Molecular Detection of Antibiotic Resistance Genes Using Respiratory Sample from Pneumonia Patients

• Published in: Antibiotics (Basel) Vol. 14; no. 5; p. 502
• Main Authors: Alsuof, Eman Abdullah, Alsayed, Ahmad R., Zraikat, Manar Saleh, Khader, Heba A., Hasoun, Luai Z., Zihlif, Mamoon, Ata, Osama Abu, Zihlif, Malek A., Abu-Samak, Mahmoud, Al Maqbali, Mohammed
• Format: Journal Article
• Language: English
• Published: Switzerland MDPI AG 13.05.2025; MDPI
• Subjects: Antibiotic resistance; antibiotic-resistant genes; Antibiotics; antimicrobial; Bacteria; Bacterial pneumonia; Clinical outcomes; Diagnosis; Drug resistance; Drug resistance in microorganisms; Drug therapy; Enzymes; epidemiology; Ertapenem; Genes; Genetic aspects; Genetic testing; hospital; Imipenem; Lavage; Meropenem; Methicillin; Mortality; Multidrug resistance; Multidrug resistant organisms; Observational studies; Pathogens; Patients; Pneumonia; Polymerase chain reaction; Risk factors; Staphylococcus infections; Statistical analysis; Jordan; antimicrobial; epidemiology; pneumonia; hospital; antibiotic-resistant genes
• ISSN: 2079-6382; 2079-6382
• DOI: 10.3390/antibiotics14050502

Introduction/Objectives: Antibiotic resistance makes the treatment of pneumonia challenging.

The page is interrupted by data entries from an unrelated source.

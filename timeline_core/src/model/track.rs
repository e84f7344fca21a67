use std::fmt;

use derive_builder::Builder;
use serde::{Deserialize, Serialize};
use strum_macros::EnumString;
use tracing::trace;

use crate::{ConvertError, Metadata, RationalTime, TimeRange};

/// 轨道类型。
#[derive(Debug, Clone, Copy, PartialEq, Eq, Hash, Default, Serialize, Deserialize)]
pub enum TrackKind {
    #[default]
    Video,
    Audio,
}

impl fmt::Display for TrackKind {
    fn fmt(&self, f: &mut fmt::Formatter<'_>) -> fmt::Result {
        match self {
            Self::Video => write!(f, "Video"),
            Self::Audio => write!(f, "Audio"),
        }
    }
}

/// 片段引用的媒体。
#[derive(Debug, Clone, PartialEq, Default, Serialize, Deserialize)]
pub enum MediaReference {
    /// 指向外部文件的引用。
    External {
        target_url: String,
        /// 媒体本身的可用范围。
        #[serde(default)]
        available_range: Option<TimeRange>,
    },
    /// 程序生成的内容，例如测试图案或标题文字。
    Generator { generator_kind: String },
    /// 没有媒体引用。
    #[default]
    Missing,
}

impl MediaReference {
    #[must_use]
    pub fn external(target_url: impl Into<String>) -> Self {
        Self::External {
            target_url: target_url.into(),
            available_range: None,
        }
    }

    #[must_use]
    pub fn generator(generator_kind: impl Into<String>) -> Self {
        Self::Generator {
            generator_kind: generator_kind.into(),
        }
    }

    const fn available_range(&self) -> Option<&TimeRange> {
        match self {
            Self::External {
                available_range, ..
            } => available_range.as_ref(),
            _ => None,
        }
    }
}

/// 一个媒体片段。
#[derive(Debug, Clone, PartialEq, Default, Serialize, Deserialize, Builder)]
#[builder(setter(into), default)]
pub struct Clip {
    pub name: String,
    pub media_reference: MediaReference,
    /// 片段在媒体中使用的范围。
    pub source_range: Option<TimeRange>,
    #[serde(default)]
    pub metadata: Metadata,
}

impl Clip {
    /// 片段时长：优先使用源范围，否则使用媒体引用的可用范围。
    pub fn duration(&self) -> Result<RationalTime, ConvertError> {
        if let Some(range) = &self.source_range {
            return Ok(range.duration);
        }
        let range = self
            .media_reference
            .available_range()
            .ok_or_else(|| ConvertError::missing_duration(&self.name))?;
        trace!("片段 '{}' 没有源范围，使用媒体可用范围", self.name);
        Ok(range.duration)
    }

    /// 片段在媒体中的入点，未知时为 0。
    #[must_use]
    pub fn source_start(&self) -> RationalTime {
        self.source_range
            .as_ref()
            .or_else(|| self.media_reference.available_range())
            .map(|range| range.start_time)
            .unwrap_or_default()
    }
}

/// 轨道上的空白。
#[derive(Debug, Clone, Copy, PartialEq, Default, Serialize, Deserialize)]
pub struct Gap {
    pub duration: RationalTime,
}

impl Gap {
    #[must_use]
    pub const fn new(duration: RationalTime) -> Self {
        Self { duration }
    }
}

/// 转场类型：一组 SMPTE 标准类型，以及任意自定义字符串。
#[derive(Debug, Clone, PartialEq, Eq, Hash, Default, EnumString, Serialize, Deserialize)]
pub enum TransitionType {
    #[default]
    #[strum(serialize = "SMPTE_Dissolve")]
    SmpteDissolve,
    #[strum(serialize = "SMPTE_Wipe")]
    SmpteWipe,
    #[strum(serialize = "SMPTE_ClockWipe")]
    SmpteClockWipe,
    #[strum(serialize = "SMPTE_BarWipe")]
    SmpteBarWipe,
    #[strum(serialize = "SMPTE_BoxWipe")]
    SmpteBoxWipe,
    /// 其它类型，包括 `Custom_Transition`。
    #[strum(default)]
    Custom(String),
}

impl fmt::Display for TransitionType {
    fn fmt(&self, f: &mut fmt::Formatter<'_>) -> fmt::Result {
        let name = match self {
            Self::SmpteDissolve => "SMPTE_Dissolve",
            Self::SmpteWipe => "SMPTE_Wipe",
            Self::SmpteClockWipe => "SMPTE_ClockWipe",
            Self::SmpteBarWipe => "SMPTE_BarWipe",
            Self::SmpteBoxWipe => "SMPTE_BoxWipe",
            Self::Custom(s) => s.as_str(),
        };
        write!(f, "{name}")
    }
}

/// 两个相邻片段之间的转场。
///
/// 转场的时间窗口在前一个片段上重叠 `in_offset`，在后一个片段上重叠 `out_offset`。
#[derive(Debug, Clone, PartialEq, Default, Serialize, Deserialize)]
pub struct Transition {
    pub name: String,
    pub transition_type: TransitionType,
    pub in_offset: RationalTime,
    pub out_offset: RationalTime,
    #[serde(default)]
    pub metadata: Metadata,
}

impl Transition {
    /// 转场窗口的总长度。
    #[must_use]
    pub fn duration(&self) -> RationalTime {
        self.in_offset + self.out_offset
    }
}

/// 轨道上的子项。相邻关系由在轨道中的位置决定。
#[derive(Debug, Clone, PartialEq, Serialize, Deserialize)]
pub enum Composable {
    Clip(Clip),
    Gap(Gap),
    Transition(Transition),
}

impl Composable {
    /// 子项在轨道上占据的时长。
    pub fn duration(&self) -> Result<RationalTime, ConvertError> {
        match self {
            Self::Clip(clip) => clip.duration(),
            Self::Gap(gap) => Ok(gap.duration),
            Self::Transition(transition) => Ok(transition.duration()),
        }
    }

    #[must_use]
    pub const fn as_clip(&self) -> Option<&Clip> {
        match self {
            Self::Clip(clip) => Some(clip),
            _ => None,
        }
    }

    #[must_use]
    pub const fn as_gap(&self) -> Option<&Gap> {
        match self {
            Self::Gap(gap) => Some(gap),
            _ => None,
        }
    }

    #[must_use]
    pub const fn as_transition(&self) -> Option<&Transition> {
        match self {
            Self::Transition(transition) => Some(transition),
            _ => None,
        }
    }
}

impl From<Clip> for Composable {
    fn from(clip: Clip) -> Self {
        Self::Clip(clip)
    }
}

impl From<Gap> for Composable {
    fn from(gap: Gap) -> Self {
        Self::Gap(gap)
    }
}

impl From<Transition> for Composable {
    fn from(transition: Transition) -> Self {
        Self::Transition(transition)
    }
}

/// 一条轨道及其有序子项。
#[derive(Debug, Clone, PartialEq, Default, Serialize, Deserialize)]
pub struct Track {
    pub name: String,
    pub kind: TrackKind,
    pub children: Vec<Composable>,
}

impl Track {
    #[must_use]
    pub fn new(name: impl Into<String>, kind: TrackKind) -> Self {
        Self {
            name: name.into(),
            kind,
            children: Vec::new(),
        }
    }

    pub fn append_child(&mut self, child: impl Into<Composable>) {
        self.children.push(child.into());
    }

    /// 轨道中的片段（不含空白和转场）。
    pub fn clips(&self) -> impl Iterator<Item = &Clip> {
        self.children.iter().filter_map(Composable::as_clip)
    }
}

Effective management depends on accurate diagnostic techniques to identify resistance genes and customize drugs. This study primarily aimed to identify antibiotic resistance genes in respiratory samples from patients with pneumonia using polymerase chain reaction (PCR) to determine the prevalence of specific resistance genes and analyze clinical factors contributing to antibiotic resistance, as well as to provide actionable insights into resistance patterns in Jordan and support efforts to improve pneumonia management. Methods: This retrospective observational study included 114 patients who were diagnosed with pneumonia. Clinical data, including prior antibiotic exposure and treatment history, were collected. PCR diagnostics were used to detect resistance genes in respiratory samples. In this study, we evaluated 14 antibiotic resistance genes in pneumonia pathogens, highlighting their diverse resistance mechanisms. Results: Mec A was the most frequently detected gene, appearing in 87 samples (77.3%). Additionally, Tem in 80 samples (70.2%), Oxa-48-like in 15 samples (13.2%), and Ctx-M-1 in 38 samples (33.3%) were among the most commonly detected genes. In contrast, Oxa-40-like (7.0%), Vim (8.8%), and Imp (4.4%) genes exhibited a lower prevalence. The Oxa-51-like gene showed the only significant association with ertapenem resistance (p-value = 0.046). Further analysis revealed statistically significant associations between Mec A and methicillin resistance (p < 0.001), underscoring its critical role. However, other genes, such as Oxa-40-like and Oxa-48-like, showed no significant correlation with the antibiotic resistance patterns of imipenem and meropenem (p > 0.05). Conclusions: This study demonstrates the utility of PCR-based diagnostics for detecting resistance genes and highlights the critical clinical factors associated with antibiotic resistance in patients with pneumonia. These findings underscore the importance of integrating molecular diagnostics into routine care to improve treatment outcomes and combat the growing threat of antibiotic resistance in Jordan. This highlights PCR’s value in guiding effective treatment strategies and addressing multidrug-resistant pneumonia.